Location: Animal Health GenomicsTitle: Matrix-assisted laser desorption/ionization time-of-flight mass spectrometry identification of Moraxella bovoculi and Moraxella bovis isolates from cattle
|ROBBINS, KARA - University Of Nebraska|
|Clawson, Michael - Mike|
|LOY, JOHN - University Of Nebraska|
Submitted to: Journal of Veterinary Diagnostic Investigation
Publication Type: Peer Reviewed Journal
Publication Acceptance Date: 3/10/2018
Publication Date: 7/20/2018
Publication URL: http://handle.nal.usda.gov/10113/6156707
Citation: Robbins, K., Dickey, A.M., Clawson, M.L., Loy, J.D. 2018. Matrix-assisted laser desorption/ionization time-of-flight mass spectrometry identification of Moraxella bovoculi and Moraxella bovis isolates from cattle. Journal of Veterinary Diagnostic Investigation. p. 1-4. Available: jvdi.sagepub.com. https://doi.org/10.1177/1040638718789725.

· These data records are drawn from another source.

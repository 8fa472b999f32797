//! Pure Rust OCR backend using `pure-onnx-ocr`.

use std::path::Path;
use std::sync::Mutex;
use std::time::Instant;

use image::{DynamicImage, GrayImage};
use tracing::{debug, info};

use crate::error::OcrError;
use crate::models::config::InvexConfig;
use crate::models::document::{BoundingBox, Token};

use super::{OcrBackend, RecognitionParams, split_line};

/// PaddleOCR detection and recognition models run by `pure-onnx-ocr`
/// (pure Rust, no external ONNX Runtime).
pub struct PureOcrBackend {
    engine: Mutex<pure_onnx_ocr::engine::OcrEngine>,
}

impl PureOcrBackend {
    /// Load the models named in the configuration.
    pub fn from_config(config: &InvexConfig) -> Result<Self, OcrError> {
        Self::from_paths(
            &config.model_path(&config.models.detection_model),
            &config.model_path(&config.models.recognition_model),
            &config.model_path(&config.models.dictionary),
        )
    }

    /// Load an engine from explicit model paths.
    pub fn from_paths(det_path: &Path, rec_path: &Path, dict_path: &Path) -> Result<Self, OcrError> {
        for path in [det_path, rec_path, dict_path] {
            if !path.exists() {
                return Err(OcrError::ModelLoad(format!(
                    "model file not found: {}",
                    path.display()
                )));
            }
        }

        let engine = pure_onnx_ocr::engine::OcrEngineBuilder::new()
            .det_model_path(det_path)
            .rec_model_path(rec_path)
            .dictionary_path(dict_path)
            .build()
            .map_err(|e| OcrError::ModelLoad(format!("pure-onnx-ocr: {}", e)))?;

        info!(
            "Loaded pure-onnx-ocr engine from {}",
            det_path.parent().unwrap_or(det_path).display()
        );

        Ok(Self {
            engine: Mutex::new(engine),
        })
    }
}

impl OcrBackend for PureOcrBackend {
    fn name(&self) -> &str {
        "pure-onnx-ocr"
    }

    fn recognize(&self, image: &GrayImage, params: &RecognitionParams) -> Result<Vec<Token>, OcrError> {
        let start = Instant::now();
        // The detector expects a three-channel image
        let input = DynamicImage::ImageRgb8(DynamicImage::ImageLuma8(image.clone()).to_rgb8());

        let results = {
            let engine = self
                .engine
                .lock()
                .map_err(|_| OcrError::Crashed("engine lock poisoned".to_string()))?;
            engine
                .run_from_image(&input)
                .map_err(|e| OcrError::Recognition(format!("pure-onnx-ocr: {}", e)))?
        };

        debug!("pure-onnx-ocr returned {} text regions", results.len());

        let mut tokens = Vec::new();
        for region in &results {
            let text = if params.keep_unk {
                region.text.clone()
            } else {
                region.text.replace("[UNK]", " ")
            };
            let bbox = polygon_to_bbox(&region.bounding_box);
            tokens.extend(split_line(&text, bbox, region.confidence));
        }

        // The loaded dictionary decides the script; the language hint is only logged
        debug!(
            "OCR complete: {} tokens in {}ms (hint {}, unused)",
            tokens.len(),
            start.elapsed().as_millis(),
            params.language
        );
        Ok(tokens)
    }
}

/// Axis-aligned box around a detection polygon.
fn polygon_to_bbox(polygon: &pure_onnx_ocr::Polygon<f64>) -> BoundingBox {
    let (mut left, mut top) = (f64::INFINITY, f64::INFINITY);
    let (mut right, mut bottom) = (f64::NEG_INFINITY, f64::NEG_INFINITY);
    for coord in polygon.exterior().coords() {
        left = left.min(coord.x);
        top = top.min(coord.y);
        right = right.max(coord.x);
        bottom = bottom.max(coord.y);
    }
    if !left.is_finite() {
        return BoundingBox::default();
    }
    BoundingBox::new(left as f32, top as f32, right as f32, bottom as f32)
}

Interpretive Summary: Infectious bovine keratoconjunctivitis (IBK), also known as “pinkeye”, is a common eye disease of cattle. IBK is highly contagious and cattle afflicted with it can experience excessive tear flow and blinking, eye pain on exposure to light, inflammation of the cornea, ocular rupture, and blindness. IBK is caused by members of the bacterial species Moraxella bovis, which have a number of virulence factors. A related, recently described bacterial species, Moraxella bovoculi, has not been reported to cause IBK, but is suspected in having a significant role in the disease. This is because M. bovoculi has been isolated more frequently than M. bovis from cattle eyes with IBK. Additionally, some strains of M. bovoculi have virulence factors very similar to M. bovis, whereas other strains do not. Consequently, an ability to identify both M. bovis and M. bovoculi is important to veterinary diagnostic labs that routinely receive samples from IBK outbreaks. In this study, three methods for identifying M. bovis and M. bovoculi isolates were compared. To facilitate the comparisons, whole or partial genome sequence of the isolates was used as a gold standard for their actual identity. The three methods were 1) a polymerase chain reaction-restriction fragment length polymorphism (PCR-RFLP) assay, 2) a matrix-assisted laser desorption ionization time of flight mass spectrometry (MALDI-TOF MS) assay that referenced a default identification database (BDAL) provided by the instrument manufacturer, and 3) a MALDI-TOF MS assay that referenced a customized identification database created by the authors of this study (UNLVDC). The UNLVDC database contained all of the information of the BDAL database, and additional strain information for both M. bovis and M. bovoculi. Of the three methods, MALDI-TOF MS referencing the customized UNLVDC database most effectively identified M. bovis and M. bovoculi isolates from cattle. MALDI-TOF MS has distinct workflow advantages over PCR-RFLP, which make it a preferable platform for identifying M. bovis and M. bovoculi, especially when used with the UNLVDC database. Reference data files from the strains used to create the UNLVDC database are freely available for MALDI-TOF users that are interested in identifying M. bovis or M. bovoculi isolates from cattle.
Technical Abstract: Infectious bovine keratoconjunctivitis (IBK) is an economically significant disease caused by Moraxella bovis. Moraxella bovoculi, although not reported to cause IBK, has been isolated from the eyes of cattle diagnosed with IBK. Identification of M. bovis and M. bovoculi can be performed using biochemical or DNA-based approaches, both of which may be time consuming and inconsistent between laboratories. We conducted a comparative evaluation of M. bovoculi and M. bovis identification using matrix-assisted laser desorption/ionization time-of-flight mass spectrometry (MALDI-TOF MS) with a database provided by Bruker Daltonics (termed the BDAL database), the BDAL database supplemented with spectra generated in our study (termed the UNLVDC database), and with PCR–restriction-fragment length polymorphism (PCR-RFLP) typing. M. bovoculi (n = 250) and M. bovis (n = 18) isolates from cattle with or without IBK were used. MALDI-TOF MS using the UNLVDC database correctly identified 250 of 250 (100%) of M. bovoculi and 17 of 18 (94%) of M. bovis isolates. With the BDAL database, MALDI-TOF MS correctly identified 249 of 250 (99%) of M. bovoculi and 7 of 18 (39%) of M. bovis isolates. In comparison, the PCR-RFLP test correctly identified 210 of 250 (84%) of M. bovoculi and 12 of 18 (66%) of M. bovis isolates. Thus, MALDI-TOF MS with the UNLVDC database was the most effective identification methodology for M. bovis and M. bovoculi isolates from cattle.